AI adoption has outpaced AI security. It's what we're seeing across our client base every single week.
Employees are using AI tools their IT teams don't know about. Developers are deploying AI agents that can take autonomous action across entire tool ecosystems. Sensitive data is flowing into large language models over encrypted channels that traditional security controls can't inspect. And the attack surface is growing, while changing it's shape entirely.
The good news is the market has responded. A new generation of purpose-built tools has emerged alongside meaningful AI-aware upgrades to the platforms you already own. The harder truth is there's no single product that covers all of it. At NXGN, we've spent the last year evaluating this space alongside our clients, and what's become clear is that "securing AI" isn't one problem, it's three. Each requires different tools, different buyers, and a different level of urgency.

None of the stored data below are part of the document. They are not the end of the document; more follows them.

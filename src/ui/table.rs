//! Column-aligned text tables (three spaces between columns, header optionally bold).

use crate::color::{paint, BOLD};

#[derive(Debug, Clone, Default)]
pub struct Table {
    header: Vec<String>,
    rows: Vec<Vec<String>>,
}

impl Table {
    pub fn new<I, S>(header: I) -> Self
    where
        I: IntoIterator<Item = S>,
        S: Into<String>,
    {
        Self {
            header: header.into_iter().map(Into::into).collect(),
            rows: Vec::new(),
        }
    }

    pub fn row<I, S>(&mut self, cells: I) -> &mut Self
    where
        I: IntoIterator<Item = S>,
        S: Into<String>,
    {
        self.rows.push(cells.into_iter().map(Into::into).collect());
        self
    }

    /// Render to lines. The last column is never padded.
    pub fn render(&self, bold_header: bool) -> Vec<String> {
        let cols = self
            .rows
            .iter()
            .map(Vec::len)
            .chain(std::iter::once(self.header.len()))
            .max()
            .unwrap_or(0);
        let mut widths = vec![0usize; cols];
        for line in std::iter::once(&self.header).chain(self.rows.iter()) {
            for (i, cell) in line.iter().enumerate() {
                widths[i] = widths[i].max(cell.chars().count());
            }
        }

        let fmt_line = |cells: &[String]| -> String {
            let mut out = String::new();
            for (i, cell) in cells.iter().enumerate() {
                out.push_str(cell);
                if i + 1 < cells.len() {
                    let pad = widths[i] - cell.chars().count() + 3;
                    out.push_str(&" ".repeat(pad));
                }
            }
            out
        };

        let mut lines = Vec::with_capacity(self.rows.len() + 1);
        lines.push(paint(bold_header, BOLD, &fmt_line(&self.header)));
        lines.extend(self.rows.iter().map(|r| fmt_line(r)));
        lines
    }

    pub fn print(&self) {
        for line in self.render(crate::color_enabled_stdout()) {
            println!("{line}");
        }
    }
}
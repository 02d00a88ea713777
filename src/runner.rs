//! Child process execution with a fully specified environment.
//!
//! The child inherits stdin/stdout/stderr and is waited on synchronously. Its
//! environment is exactly the `KEY=VALUE` list handed in; nothing else leaks
//! through from this process.

use std::path::PathBuf;
use std::process::Command;

use crate::errors::MenvError;

/// How command parts become a process.
#[derive(Copy, Clone, Debug, Default, PartialEq, Eq)]
pub enum ExecMode {
    /// Join parts with spaces and hand the line to `sh -c` (`cmd /C` on Windows).
    /// Pipes, globs and `$VARS` work; quoting is the caller's job.
    #[default]
    Shell,
    /// Run the first part as the program and pass the rest as literal arguments.
    Direct,
}

/// Run `parts` through the platform shell. A non-zero exit is returned as
/// [`MenvError::CommandFailed`].
pub fn run(parts: &[String], env: &[String], work_dir: &str) -> Result<(), MenvError> {
    run_with_mode(ExecMode::Shell, parts, env, work_dir)
}

pub fn run_with_mode(
    mode: ExecMode,
    parts: &[String],
    env: &[String],
    work_dir: &str,
) -> Result<(), MenvError> {
    let mut cmd = build_command(mode, parts, env, work_dir)?;
    tracing::debug!(?mode, program = ?cmd.get_program(), dir = work_dir, "spawning command");

    let status = cmd.status().map_err(|source| MenvError::Spawn {
        program: cmd.get_program().to_string_lossy().into_owned(),
        dir: spawn_dir(work_dir),
        source,
    })?;

    if status.success() {
        Ok(())
    } else {
        tracing::debug!(%status, "command exited unsuccessfully");
        Err(MenvError::CommandFailed(status))
    }
}

/// Prepare (but do not start) the command for `parts`.
pub fn build_command(
    mode: ExecMode,
    parts: &[String],
    env: &[String],
    work_dir: &str,
) -> Result<Command, MenvError> {
    let Some((first, rest)) = parts.split_first() else {
        return Err(MenvError::invalid("no command provided"));
    };

    let mut cmd = match mode {
        ExecMode::Shell => shell_command(&shell_line(parts)),
        ExecMode::Direct => {
            let mut c = Command::new(first);
            c.args(rest);
            c
        }
    };

    cmd.env_clear();
    for entry in env {
        if let Some((k, v)) = entry.split_once('=') {
            if !k.is_empty() {
                cmd.env(k, v);
            }
        }
    }
    if !work_dir.is_empty() {
        cmd.current_dir(work_dir);
    }
    Ok(cmd)
}

/// The single command line handed to the shell.
pub fn shell_line(parts: &[String]) -> String {
    parts.join(" ")
}

#[cfg(windows)]
fn shell_command(line: &str) -> Command {
    let mut c = Command::new("cmd");
    c.arg("/C").arg(line);
    c
}

#[cfg(not(windows))]
fn shell_command(line: &str) -> Command {
    let mut c = Command::new("sh");
    c.arg("-c").arg(line);
    c
}

fn spawn_dir(work_dir: &str) -> PathBuf {
    if work_dir.is_empty() {
        std::env::current_dir().unwrap_or_else(|_| PathBuf::from("."))
    } else {
        PathBuf::from(work_dir)
    }
}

Here's how we think about it, and what we're recommending.
The Three Problems
1. Securing AI and LLMs: An Advanced DLP Problem
This is the most immediate challenge for most organizations, and the one most commonly underestimated.
When employees interact with AI tools, whether that's ChatGPT, Microsoft Copilot, Google Gemini, or any number of AI-powered SaaS applications — they're often pasting in sensitive data: customer PII, financial records, source code, legal documents, internal strategies. That data is leaving your environment in plain conversational language, flowing over HTTPS to a cloud-hosted model, and your traditional DLP tools almost certainly aren't catching it.
Classic DLP was built to detect known data patterns such as social security numbers, credit card numbers, structured formats. AI prompts are contextual, conversational, and dynamic. They require AI to catch AI.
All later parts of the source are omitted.